By way of prep reading I recommend Ralph Smith’s website.

First of all, what is a covenant?  Answering this question is a nightmare, but we can give it a try:

 

 

 

 

From the beginning of God’s disclosures to men in terms of covenant we find a unity of conception which is to the effect that a divine covenant is a sovereign administration of grace and of promise. It is not compact or contract or agreement that provides the constitutive or governing idea but that of dispensation in the sense of disposition…. And when we remember that covenant is not only bestowment of grace, not only oath-bound promise, but also relationship with God in that which is the crown and goal of the whole process of religion, namely, union and communion with God, we discover again that the new covenant brings this relationship also to the highest level of achievement. At the centre of covenant revelation as its constant refrain is the assurance ‘I will be your God, and ye shall be my people’. The new covenant does not differ from the earlier covenants because it inaugurates this peculiar intimacy. It differs simply because it brings to the ripest and richest fruition the relationship epitomized in that promise. [Emphasis added.]

So we can at least get the term “relationship” derived from it.  Following Van Til I argue (Or posit) that the relationships between the persons of the Trinity is covenantal:

The three persons of the Trinity have exhaustively personal relationship with one another.

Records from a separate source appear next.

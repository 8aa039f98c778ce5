//! Search URL construction.
//!
//! Every search endpoint of the registry accepts the same set of query
//! parameters. [`build_search_url`] serializes a [`SearchParams`] into the
//! exact query-string shape the upstream API expects, including its literal
//! single-quoting convention for the `q` filter expression.

use serde::{Deserialize, Serialize};

/// Common parameters for PDS search operations.
///
/// Every field is optional; absent fields are omitted from the query string
/// entirely. List-valued fields keep the caller's order, which the API treats
/// as significant (column order, sort precedence).
#[derive(Debug, Clone, Default, PartialEq, Eq, Serialize, Deserialize)]
pub struct SearchParams {
    /// Filter expression in the registry query grammar. See [`crate::query`].
    pub query: Option<String>,
    /// Fields to return in each matching product.
    pub fields: Option<Vec<String>>,
    /// Maximum number of matching results returned.
    pub limit: Option<u32>,
    /// Fields to sort by, ascending only.
    pub sort: Option<Vec<String>>,
    /// Pagination cursor: field values of the last result on the previous page.
    pub search_after: Option<Vec<String>>,
    /// Fields to compute bucket aggregations for.
    pub facet_fields: Option<Vec<String>>,
    /// Number of most populous buckets to return per facet.
    pub facet_limit: Option<u32>,
}

impl SearchParams {
    /// Params carrying a filter expression, a field list, and a result limit,
    /// the shape used by the category search operations.
    pub fn filtered(query: String, fields: Vec<String>, limit: u32) -> Self {
        Self {
            query: Some(query),
            fields: Some(fields),
            limit: Some(limit),
            ..Self::default()
        }
    }
}

/// Build a search URL from a base endpoint URL and a parameter set.
///
/// Parameters appear in a fixed canonical order: `q`, `fields`, `limit`,
/// `sort`, `search-after`, `facet-fields`, `facet-limit`. Strings and lists
/// are included only when non-empty; the integer limits are included whenever
/// present (zero is a valid value). The `q` value is wrapped in single quotes,
/// reproducing the upstream convention.
///
/// Values are interpolated literally with no percent-encoding. The live API
/// parses the quoted filter grammar out of the raw query string, and encoding
/// the quotes breaks that parse, so this mirrors the observed wire format.
///
/// When every parameter is absent the result is `base_url` followed by a bare
/// `?`, matching the upstream client's output byte for byte.
pub fn build_search_url(base_url: &str, params: &SearchParams) -> String {
    let mut pairs: Vec<(&str, String)> = Vec::new();

    if let Some(query) = params.query.as_deref()
        && !query.is_empty()
    {
        pairs.push(("q", format!("'{query}'")));
    }
    push_list(&mut pairs, "fields", params.fields.as_deref());
    if let Some(limit) = params.limit {
        pairs.push(("limit", limit.to_string()));
    }
    push_list(&mut pairs, "sort", params.sort.as_deref());
    push_list(&mut pairs, "search-after", params.search_after.as_deref());
    push_list(&mut pairs, "facet-fields", params.facet_fields.as_deref());
    if let Some(facet_limit) = params.facet_limit {
        pairs.push(("facet-limit", facet_limit.to_string()));
    }

    let query_string = pairs
        .iter()
        .map(|(key, value)| format!("{key}={value}"))
        .collect::<Vec<String>>()
        .join("&");
    format!("{base_url}?{query_string}")
}

fn push_list(pairs: &mut Vec<(&'static str, String)>, key: &'static str, values: Option<&[String]>) {
    if let Some(values) = values
        && !values.is_empty()
    {
        pairs.push((key, values.join(",")));
    }
}

#[cfg(test)]
mod tests {
    use super::*;

    const BASE: &str = "https://pds.mcp.nasa.gov/api/search/1/products";

    #[test]
    fn all_absent_yields_bare_question_mark() {
        let url = build_search_url(BASE, &SearchParams::default());
        assert_eq!(url, format!("{BASE}?"));
        for token in ["q=", "fields=", "limit=", "sort=", "search-after=", "facet-fields=", "facet-limit="] {
            assert!(!url.contains(token), "unexpected token {token} in {url}");
        }
    }

    #[test]
    fn query_is_single_quoted_and_limit_literal() {
        let params = SearchParams {
            query: Some("X".to_string()),
            limit: Some(5),
            ..SearchParams::default()
        };
        assert_eq!(build_search_url(BASE, &params), format!("{BASE}?q='X'&limit=5"));
    }

    #[test]
    fn lists_are_comma_joined_in_caller_order() {
        let params = SearchParams {
            fields: Some(vec!["a".into(), "b".into(), "c".into()]),
            ..SearchParams::default()
        };
        assert_eq!(build_search_url(BASE, &params), format!("{BASE}?fields=a,b,c"));
    }

    #[test]
    fn zero_limit_is_included() {
        let params = SearchParams {
            limit: Some(0),
            facet_limit: Some(0),
            ..SearchParams::default()
        };
        assert_eq!(build_search_url(BASE, &params), format!("{BASE}?limit=0&facet-limit=0"));
    }

    #[test]
    fn empty_strings_and_lists_are_suppressed() {
        let params = SearchParams {
            query: Some(String::new()),
            fields: Some(Vec::new()),
            sort: Some(Vec::new()),
            ..SearchParams::default()
        };
        assert_eq!(build_search_url(BASE, &params), format!("{BASE}?"));
    }

    #[test]
    fn canonical_key_order() {
        let params = SearchParams {
            query: Some("(title like \"pluto\")".to_string()),
            fields: Some(vec!["id".into(), "title".into()]),
            limit: Some(10),
            sort: Some(vec!["title".into()]),
            search_after: Some(vec!["pluto".into()]),
            facet_fields: Some(vec!["ref_lid_target".into()]),
            facet_limit: Some(3),
        };
        assert_eq!(
            build_search_url(BASE, &params),
            format!(
                "{BASE}?q='(title like \"pluto\")'&fields=id,title&limit=10&sort=title&search-after=pluto&facet-fields=ref_lid_target&facet-limit=3"
            )
        );
    }

    #[test]
    fn deterministic() {
        let params = SearchParams::filtered("(title like \"moon\")".to_string(), vec!["lid".into()], 10);
        assert_eq!(build_search_url(BASE, &params), build_search_url(BASE, &params));
    }
}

And the idea of exhaustive personal relationship is the idea of the covenant (“Covenant Theology” in The New Twentieth Century Schaff-Herzog Encyclopedia of Religious Knowledge).

Let’s take Jesus’s words in John 17: “Now, Father, glorify Me together with Yourself, with the glory which I had with You before the world was” (This is often taken to prove the divine oneness of the Trinity, but I don’t think that is the point of this passage).  That Jesus is using covenantal relation language is evident from verse 11:  that they may be one even as We are.  Jesus isn’t asking the Father that we have the same divine nature as they do.  Rather, it is that we have the same covenantal relation in unity.

Kuyper on Covenant:

If the idea of the covenant with regard to man and among men can only occur in its  ectypical form, and if its archetypical original is found in the divine economy, then it
cannot have its deepest ground in the pactum salutis that has its motive in the fall of
man. For in that case it would not belong to the divine economy as such, but would be introduced in it rather incidentally and change the essential relations of the Three
Persons in the divine Essence (quoted in Hoeksema 295).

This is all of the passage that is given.